Microsoft this week revealed Copilot technologies, which make managing Azure cloud services easier, as well as a tool that makes developing and deploying artificial intelligence (AI) apps on the Azure platform more efficient, at its Ignite 2023 conference.
Additionally, Microsoft introduced Microsoft Copilot Studio, a low-code application that streamlines the process of developing customized copilots and data integration plugins for the Microsoft Copilot for Microsoft 365 tool that Microsoft had previously introduced.
By utilizing large language models (LLMs), Microsoft Copilot for Azure facilitates IT teams in creating, configuring, finding, and debugging Azure services using natural language. IT teams can also use it to formulate sophisticated instructions, pose queries, and reduce expenses.
Microsoft’s corporate vice president for Azure Core, Erin Chapple, said Ignite participants that Microsoft Copilot Azure is already being used by Microsoft and a few of its customers to manage Azure infrastructure.
Using Azure AI Studio, a framework for calling the AI models that Microsoft makes accessible on the Azure cloud, to build and deploy AI apps more quickly is clearly Microsoft’s long-term strategy. Ultimately, the aim is to enable enterprises to build their own copilots using trained AI models.
While enterprises are still in the early stages of using AI models to develop apps, it is already clear that best practices in data engineering, cybersecurity, DevOps, and machine learning operations (MLOps) will need to come together. Microsoft is arguing that the framework that will allow IT firms to accomplish that is Azure AI Studio.
Though there are other IT infrastructure resource providers with same goals, Microsoft is the most advanced in providing a framework for creating large-scale AI applications because of its investments in OpenAI and acquisition of GitHub.
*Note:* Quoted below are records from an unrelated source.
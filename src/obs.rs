//! Optional observability helpers for limiter checks.
//!
//! # Feature Flags
//!
//! - Enable `tracing` to emit structured spans named `login_throttle.check` with the
//!   `limiter` (kind) and `stage` (call site) fields.
//! - Enable `metrics` to increment the `login_throttle_check_total` counter for every
//!   decision, labeled by `limiter` + `outcome`, and the `login_throttle_reaped_total`
//!   counter for every reaper eviction, labeled by `limiter`.

mod metrics;
mod tracing;

pub use metrics::*;
pub use tracing::*;

// self
use crate::_prelude::*;

/// Limiter kinds observed by the crate.
#[derive(Clone, Copy, Debug, PartialEq, Eq, Hash)]
pub enum LimiterKind {
	/// Sliding-window login limiter.
	Login,
	/// Dual-budget quota limiter.
	Quota,
}
impl LimiterKind {
	/// Returns a stable label suitable for span or metric fields.
	pub const fn as_str(self) -> &'static str {
		match self {
			LimiterKind::Login => "login",
			LimiterKind::Quota => "quota",
		}
	}
}
impl Display for LimiterKind {
	fn fmt(&self, f: &mut Formatter) -> FmtResult {
		f.write_str(self.as_str())
	}
}

/// Outcome labels recorded for each check.
#[derive(Clone, Copy, Debug, PartialEq, Eq, Hash)]
pub enum CheckOutcome {
	/// The request was permitted.
	Allow,
	/// The request was denied by an already-active cooldown.
	DenyBlocked,
	/// The request overflowed the window budget and started a cooldown.
	DenyOverflow,
	/// The request exhausted a fixed quota budget.
	DenyQuota,
}
impl CheckOutcome {
	/// Returns a stable label suitable for span or metric fields.
	pub const fn as_str(self) -> &'static str {
		match self {
			CheckOutcome::Allow => "allow",
			CheckOutcome::DenyBlocked => "deny_blocked",
			CheckOutcome::DenyOverflow => "deny_overflow",
			CheckOutcome::DenyQuota => "deny_quota",
		}
	}
}
impl Display for CheckOutcome {
	fn fmt(&self, f: &mut Formatter) -> FmtResult {
		f.write_str(self.as_str())
	}
}
#![cfg(feature = "reaper")]

// std
use std::time::Duration as StdDuration;
// crates.io
use time::{Duration, OffsetDateTime};
// self
use login_throttle::{
	key::ClientKey,
	limiter::RateLimiter,
	quota::QuotaLimiter,
	reaper::{spawn_reaper, spawn_window_reaper},
};

async fn settle<F>(mut done: F)
where
	F: FnMut() -> bool,
{
	for _ in 0..32 {
		if done() {
			return;
		}

		tokio::task::yield_now().await;
	}
}

#[tokio::test(start_paused = true)]
async fn reaper_evicts_idle_login_buckets() {
	let limiter = RateLimiter::new();
	let key = ClientKey::new("ip:10.0.0.1");
	let stale = OffsetDateTime::now_utc() - Duration::minutes(16);

	limiter.check_at(&key, stale);

	assert_eq!(limiter.tracked_keys(), 1);

	let handle = spawn_window_reaper(limiter.clone());

	// One policy window passes before the first eviction pass runs.
	tokio::time::sleep(StdDuration::from_secs(15 * 60 + 1)).await;
	settle(|| limiter.is_empty()).await;

	assert!(limiter.is_empty());

	handle.stop().await;
}

#[tokio::test(start_paused = true)]
async fn reaper_never_evicts_blocked_buckets() {
	let limiter = RateLimiter::new();
	let key = ClientKey::new("ip:10.0.0.1");
	let now = OffsetDateTime::now_utc();

	for _ in 0..30 {
		limiter.check_at(&key, now);
	}

	// Starts a cooldown that ends well in the future.
	assert!(!limiter.check_at(&key, now).is_allow());

	let handle = spawn_reaper(limiter.clone(), StdDuration::from_secs(1));

	// Several eviction passes run; the blocked bucket must survive each of them.
	tokio::time::sleep(StdDuration::from_secs(5)).await;
	settle(|| false).await;

	assert_eq!(limiter.tracked_keys(), 1);

	handle.stop().await;
}

#[tokio::test(start_paused = true)]
async fn reaper_serves_the_quota_limiter_through_the_same_seam() {
	let limiter = QuotaLimiter::new();
	let key = ClientKey::from_user("alice");
	let stale = OffsetDateTime::now_utc() - Duration::hours(25);

	limiter.check_at(&key, stale);

	assert_eq!(limiter.tracked_keys(), 1);

	let handle = spawn_reaper(limiter.clone(), StdDuration::from_secs(60));

	tokio::time::sleep(StdDuration::from_secs(61)).await;
	settle(|| limiter.is_empty()).await;

	assert!(limiter.is_empty());

	handle.stop().await;
}

#[tokio::test(start_paused = true)]
async fn stopping_is_graceful_and_prompt() {
	let limiter = RateLimiter::new();
	let key = ClientKey::new("ip:10.0.0.1");

	limiter.check_at(&key, OffsetDateTime::now_utc());

	let handle = spawn_window_reaper(limiter.clone());

	// Stop lands before the first tick; the in-window bucket is untouched.
	handle.stop().await;

	assert_eq!(limiter.tracked_keys(), 1);
}
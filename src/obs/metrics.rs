// self
use crate::obs::{CheckOutcome, LimiterKind};

/// Records a check outcome via the global metrics recorder (when enabled).
pub fn record_check_outcome(kind: LimiterKind, outcome: CheckOutcome) {
	#[cfg(feature = "metrics")]
	{
		metrics::counter!(
			"login_throttle_check_total",
			"limiter" => kind.as_str(),
			"outcome" => outcome.as_str()
		)
		.increment(1);
	}

	#[cfg(not(feature = "metrics"))]
	{
		let _ = (kind, outcome);
	}
}

/// Records reaper evictions via the global metrics recorder (when enabled).
pub fn record_reaped(kind: LimiterKind, count: usize) {
	#[cfg(feature = "metrics")]
	{
		if count > 0 {
			metrics::counter!("login_throttle_reaped_total", "limiter" => kind.as_str())
				.increment(count as u64);
		}
	}

	#[cfg(not(feature = "metrics"))]
	{
		let _ = (kind, count);
	}
}

#[cfg(test)]
mod tests {
	// self
	use super::*;

	#[test]
	fn record_check_outcome_noop_without_metrics() {
		record_check_outcome(LimiterKind::Login, CheckOutcome::DenyOverflow);
	}

	#[test]
	fn record_reaped_noop_without_metrics() {
		record_reaped(LimiterKind::Quota, 3);
	}
}
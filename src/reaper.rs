//! Background eviction of idle buckets.
//!
//! [`spawn_reaper`] runs [`Reap::reap_now`] on a fixed period so idle keys cannot grow the
//! bucket store without bound. The task is best-effort maintenance, not a liveness
//! requirement: tokio tasks never keep the process alive, and the loop simply stops when
//! the runtime shuts down. [`ReaperHandle::stop`] is the graceful path for tests and
//! shutdown hooks; dropping the handle detaches the task instead of cancelling it.

// std
use std::time::Duration as StdDuration;
// crates.io
use tokio::{
	sync::watch,
	task::JoinHandle,
	time::{self, MissedTickBehavior},
};
// self
use crate::{limiter::RateLimiter, quota::QuotaLimiter};

/// Store maintenance contract consumed by the reaper task.
pub trait Reap
where
	Self: Send + Sync,
{
	/// Evicts idle state and returns the number of evicted buckets.
	fn reap_now(&self) -> usize;
}
impl Reap for RateLimiter {
	fn reap_now(&self) -> usize {
		self.reap()
	}
}
impl Reap for QuotaLimiter {
	fn reap_now(&self) -> usize {
		self.reap()
	}
}

/// Handle controlling a spawned reaper task.
#[derive(Debug)]
pub struct ReaperHandle {
	shutdown: watch::Sender<bool>,
	task: JoinHandle<()>,
}
impl ReaperHandle {
	/// Signals the task to exit and waits for it to finish.
	pub async fn stop(self) {
		let _ = self.shutdown.send(true);
		let _ = self.task.await;
	}
}

/// Spawns a periodic reaper for `target`, ticking once per `period`.
///
/// Must be called from within a tokio runtime. The first eviction pass runs one full
/// period after the spawn; missed ticks are delayed rather than bursted.
pub fn spawn_reaper<R>(target: R, period: StdDuration) -> ReaperHandle
where
	R: 'static + Reap,
{
	let (shutdown, mut on_shutdown) = watch::channel(false);
	// The task holds its own sender so a dropped handle detaches the loop instead of
	// closing the channel out from under it.
	let keep_open = shutdown.clone();
	let task = tokio::spawn(async move {
		let _keep_open = keep_open;
		let mut ticker = time::interval_at(time::Instant::now() + period, period);

		ticker.set_missed_tick_behavior(MissedTickBehavior::Delay);

		loop {
			tokio::select! {
				_ = ticker.tick() => {
					target.reap_now();
				},
				_ = on_shutdown.changed() => {
					if *on_shutdown.borrow() {
						break;
					}
				},
			}
		}
	});

	ReaperHandle { shutdown, task }
}

/// Spawns a reaper for the login limiter, ticking once per policy window.
pub fn spawn_window_reaper(limiter: RateLimiter) -> ReaperHandle {
	let period = limiter.policy().window.unsigned_abs();

	spawn_reaper(limiter, period)
}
In order to assist developers in writing code that uses generative AI to automatically propose an editable plan for building an application based on natural language descriptions typed into the GitHub Issues project management software, GitHub last week unveiled a preview of an extension of the Copilot tools it already offers. With just one click, Copilot Workspace can produce editable documents that developers can use to write code that they can later review visually. It is also possible for the Copilot Workspace platform or application developers to automatically repair any faults they find.
In the meantime, GitHub has expanded Copilot Chat’s functionality to help developers find problems in their code base more easily by using natural language.
Applications are being produced at a much faster pace thanks to generative AI, but code still needs to be checked. A general-purpose large language model (LLM) that is trained by consuming code of various quality levels from the internet serves as the foundation for Chat GPT. Consequently, the code produced by the platform may be inefficient or unsafe. Professional developers still choose to build their own code in many circumstances.
Naturally, not all programming tasks call for the same degree of coding proficiency. ChatGPT will frequently produce scripts, for example, that can be confidently reused throughout a DevOps workflow. Thanks to technologies like GitHub Copilot, there is no shortage of mediocre people who are suddenly creating better code, and soon, domain-specific LLMs will allow writing better code regularly based on verified code samples.
The next task will be to figure out how to handle larger code volumes. AI will undoubtedly be used to manage DevOps pipelines, but for the time being at least, the rate at which AI is being used to write code is faster than what DevOps teams can handle.